* EXERCISE AIM: Would you reproduce, without any alteration, the lines from the opening line of the entries through the line that has "use async_trait::async_trait;" in it?

[EXTRACTED DATA — start]

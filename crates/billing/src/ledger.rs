//! Credit ledger primitives
//!
//! Grant, expire and rollover against the `credit_batches` table. Every
//! primitive is safe to repeat:
//!
//! - **grant**: unique on `(owner_type, owner_id, source_type, source_reference_id)`;
//!   a repeated grant returns the existing batch instead of creating another.
//! - **expire**: a status-scoped update, so overlapping sweeps expire each batch once.
//! - **rollover**: drains the source batches under row locks in one transaction;
//!   a concurrent run skips locked rows and finds nothing left to move.

use async_trait::async_trait;
use coachledger_shared::{BatchStatus, CreditSourceType, OwnerRef, OwnerType};
use serde::Serialize;
use sqlx::PgPool;
use time::{Date, Duration, Month, OffsetDateTime};
use uuid::Uuid;

use crate::error::{BillingError, BillingResult};

/// Allowance batches expiring within this horizon are eligible for rollover
pub const ROLLOVER_HORIZON: Duration = Duration::hours(24);

/// A discrete, expiring grant of credits
#[derive(Debug, Clone, Serialize)]
pub struct CreditBatch {
    pub id: Uuid,
    pub owner: OwnerRef,
    pub original_amount: i64,
    pub remaining_amount: i64,
    pub source_type: CreditSourceType,
    pub feature_key: Option<String>,
    pub source_reference_id: Uuid,
    pub description: String,
    pub expires_at: OffsetDateTime,
    pub status: BatchStatus,
    pub created_at: OffsetDateTime,
}

/// Parameters for the grant primitive
#[derive(Debug, Clone)]
pub struct GrantRequest {
    pub owner: OwnerRef,
    pub amount: i64,
    pub expires_at: OffsetDateTime,
    pub source_type: CreditSourceType,
    pub feature_key: Option<String>,
    pub source_reference_id: Uuid,
    pub description: String,
}

impl GrantRequest {
    pub fn validate(&self) -> BillingResult<()> {
        if self.amount <= 0 {
            return Err(BillingError::InvalidInput(format!(
                "Grant amount must be positive, got {}",
                self.amount
            )));
        }
        Ok(())
    }
}

/// Result of a grant call
#[derive(Debug, Clone, Copy, PartialEq, Eq)]
pub struct GrantOutcome {
    pub batch_id: Uuid,
    /// False when the reference had already been granted
    pub created: bool,
}

#[async_trait]
pub trait CreditLedger: Send + Sync {
    /// Create a batch, or return the existing one for the same source reference
    async fn grant_batch(&self, request: GrantRequest) -> BillingResult<GrantOutcome>;

    /// Mark every live batch past its expiry as expired
    async fn expire_batches(&self, now: OffsetDateTime) -> BillingResult<u64>;

    /// Move up to `max_amount` of unused allowance into a new rollover batch
    async fn rollover(
        &self,
        owner: OwnerRef,
        max_amount: i64,
        now: OffsetDateTime,
    ) -> BillingResult<i64>;

    /// Live batches with remaining credits expiring in `(from, until]`
    async fn batches_expiring_between(
        &self,
        owner_type: OwnerType,
        from: OffsetDateTime,
        until: OffsetDateTime,
    ) -> BillingResult<Vec<CreditBatch>>;

    /// Every batch granted for a source reference
    async fn batches_for_reference(
        &self,
        source_type: CreditSourceType,
        source_reference_id: Uuid,
    ) -> BillingResult<Vec<CreditBatch>>;
}

/// Add calendar months, clamping the day to the target month's length
pub fn add_months(at: OffsetDateTime, months: u32) -> OffsetDateTime {
    let date = at.date();
    let zero_based = i64::from(date.year()) * 12 + i64::from(u8::from(date.month()) - 1)
        + i64::from(months);
    let year = zero_based.div_euclid(12) as i32;
    let month = Month::January.nth_next(zero_based.rem_euclid(12) as u8);
    let day = date
        .day()
        .min(time::util::days_in_year_month(year, month));

    match Date::from_calendar_date(year, month, day) {
        Ok(target) => at.replace_date(target),
        Err(_) => at + Duration::days(30 * i64::from(months)),
    }
}

#[derive(Debug, sqlx::FromRow)]
struct BatchRow {
    id: Uuid,
    owner_type: String,
    owner_id: Uuid,
    original_amount: i64,
    remaining_amount: i64,
    source_type: String,
    feature_key: Option<String>,
    source_reference_id: Uuid,
    description: String,
    expires_at: OffsetDateTime,
    status: String,
    created_at: OffsetDateTime,
}

impl TryFrom<BatchRow> for CreditBatch {
    type Error = BillingError;

    fn try_from(row: BatchRow) -> Result<Self, Self::Error> {
        Ok(CreditBatch {
            id: row.id,
            owner: OwnerRef {
                owner_type: row.owner_type.parse()?,
                owner_id: row.owner_id,
            },
            original_amount: row.original_amount,
            remaining_amount: row.remaining_amount,
            source_type: row.source_type.parse()?,
            feature_key: row.feature_key,
            source_reference_id: row.source_reference_id,
            description: row.description,
            expires_at: row.expires_at,
            status: row.status.parse()?,
            created_at: row.created_at,
        })
    }
}

const BATCH_COLUMNS: &str = "id, owner_type, owner_id, original_amount, remaining_amount, \
     source_type, feature_key, source_reference_id, description, expires_at, status, created_at";

/// Postgres-backed ledger
#[derive(Clone)]
pub struct PgCreditLedger {
    pool: PgPool,
}

impl PgCreditLedger {
    pub fn new(pool: PgPool) -> Self {
        Self { pool }
    }
}

#[async_trait]
impl CreditLedger for PgCreditLedger {
    async fn grant_batch(&self, request: GrantRequest) -> BillingResult<GrantOutcome> {
        request.validate()?;

        let inserted: Option<(Uuid,)> = sqlx::query_as(
            r#"
            INSERT INTO credit_batches (
                owner_type, owner_id, original_amount, remaining_amount, source_type,
                feature_key, source_reference_id, description, expires_at, status
            )
            VALUES ($1, $2, $3, $3, $4, $5, $6, $7, $8, 'active')
            ON CONFLICT (owner_type, owner_id, source_type, source_reference_id) DO NOTHING
            RETURNING id
            "#,
        )
        .bind(request.owner.owner_type.as_str())
        .bind(request.owner.owner_id)
        .bind(request.amount)
        .bind(request.source_type.as_str())
        .bind(&request.feature_key)
        .bind(request.source_reference_id)
        .bind(&request.description)
        .bind(request.expires_at)
        .fetch_optional(&self.pool)
        .await?;

        if let Some((batch_id,)) = inserted {
            tracing::info!(
                owner = %request.owner,
                batch_id = %batch_id,
                amount = request.amount,
                source_type = %request.source_type,
                source_reference_id = %request.source_reference_id,
                "Granted credit batch"
            );
            return Ok(GrantOutcome {
                batch_id,
                created: true,
            });
        }

        let (batch_id,): (Uuid,) = sqlx::query_as(
            r#"
            SELECT id FROM credit_batches
            WHERE owner_type = $1 AND owner_id = $2
              AND source_type = $3 AND source_reference_id = $4
            "#,
        )
        .bind(request.owner.owner_type.as_str())
        .bind(request.owner.owner_id)
        .bind(request.source_type.as_str())
        .bind(request.source_reference_id)
        .fetch_one(&self.pool)
        .await?;

        tracing::warn!(
            owner = %request.owner,
            batch_id = %batch_id,
            source_reference_id = %request.source_reference_id,
            "Grant refused: source reference already granted"
        );

        Ok(GrantOutcome {
            batch_id,
            created: false,
        })
    }

    async fn expire_batches(&self, now: OffsetDateTime) -> BillingResult<u64> {
        let result = sqlx::query(
            r#"
            UPDATE credit_batches
            SET status = 'expired'
            WHERE status IN ('active', 'partial')
              AND expires_at <= $1
            "#,
        )
        .bind(now)
        .execute(&self.pool)
        .await?;

        Ok(result.rows_affected())
    }

    async fn rollover(
        &self,
        owner: OwnerRef,
        max_amount: i64,
        now: OffsetDateTime,
    ) -> BillingResult<i64> {
        if max_amount <= 0 {
            return Ok(0);
        }

        let mut tx = self.pool.begin().await?;

        let sources: Vec<(Uuid, i64)> = sqlx::query_as(
            r#"
            SELECT id, remaining_amount
            FROM credit_batches
            WHERE owner_type = $1 AND owner_id = $2
              AND source_type = 'subscription_allowance'
              AND status IN ('active', 'partial')
              AND remaining_amount > 0
              AND expires_at <= $3
            ORDER BY expires_at, id
            FOR UPDATE SKIP LOCKED
            "#,
        )
        .bind(owner.owner_type.as_str())
        .bind(owner.owner_id)
        .bind(now + ROLLOVER_HORIZON)
        .fetch_all(&mut *tx)
        .await?;

        let Some((anchor_id, _)) = sources.first().copied() else {
            tx.commit().await?;
            return Ok(0);
        };

        let unused: i64 = sources.iter().map(|(_, remaining)| remaining).sum();
        let rolled = unused.min(max_amount);
        let source_ids: Vec<Uuid> = sources.iter().map(|(id, _)| *id).collect();

        sqlx::query(
            r#"
            UPDATE credit_batches
            SET remaining_amount = 0, status = 'depleted'
            WHERE id = ANY($1)
            "#,
        )
        .bind(&source_ids)
        .execute(&mut *tx)
        .await?;

        sqlx::query(
            r#"
            INSERT INTO credit_batches (
                owner_type, owner_id, original_amount, remaining_amount, source_type,
                source_reference_id, description, expires_at, status
            )
            VALUES ($1, $2, $3, $3, 'rollover', $4, $5, $6, 'active')
            ON CONFLICT (owner_type, owner_id, source_type, source_reference_id) DO NOTHING
            "#,
        )
        .bind(owner.owner_type.as_str())
        .bind(owner.owner_id)
        .bind(rolled)
        .bind(anchor_id)
        .bind(format!("Rollover of {} unused credits", rolled))
        .bind(add_months(now, 1))
        .execute(&mut *tx)
        .await?;

        tx.commit().await?;

        tracing::info!(
            owner = %owner,
            unused = unused,
            rolled = rolled,
            forfeited = unused - rolled,
            "Rolled over unused allowance"
        );

        Ok(rolled)
    }

    async fn batches_expiring_between(
        &self,
        owner_type: OwnerType,
        from: OffsetDateTime,
        until: OffsetDateTime,
    ) -> BillingResult<Vec<CreditBatch>> {
        let rows: Vec<BatchRow> = sqlx::query_as(&format!(
            r#"
            SELECT {BATCH_COLUMNS}
            FROM credit_batches
            WHERE owner_type = $1
              AND status IN ('active', 'partial')
              AND remaining_amount > 0
              AND expires_at > $2
              AND expires_at <= $3
            ORDER BY owner_id, expires_at
            "#
        ))
        .bind(owner_type.as_str())
        .bind(from)
        .bind(until)
        .fetch_all(&self.pool)
        .await?;

        rows.into_iter().map(CreditBatch::try_from).collect()
    }

    async fn batches_for_reference(
        &self,
        source_type: CreditSourceType,
        source_reference_id: Uuid,
    ) -> BillingResult<Vec<CreditBatch>> {
        let rows: Vec<BatchRow> = sqlx::query_as(&format!(
            r#"
            SELECT {BATCH_COLUMNS}
            FROM credit_batches
            WHERE source_type = $1 AND source_reference_id = $2
            ORDER BY created_at
            "#
        ))
        .bind(source_type.as_str())
        .bind(source_reference_id)
        .fetch_all(&self.pool)
        .await?;

        rows.into_iter().map(CreditBatch::try_from).collect()
    }
}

[EXTRACTED DATA — finish]

* THE ANSWER:
filename crates/billing/src/ledger.rs
//! Credit ledger primitives
//!
//! Grant, expire and rollover against the `credit_batches` table. Every
//! primitive is safe to repeat:
//!
//! - **grant**: unique on `(owner_type, owner_id, source_type, source_reference_id)`;
//!   a repeated grant returns the existing batch instead of creating another.
//! - **expire**: a status-scoped update, so overlapping sweeps expire each batch once.
//! - **rollover**: drains the source batches under row locks in one transaction;
//!   a concurrent run skips locked rows and finds nothing left to move.

use async_trait::async_trait;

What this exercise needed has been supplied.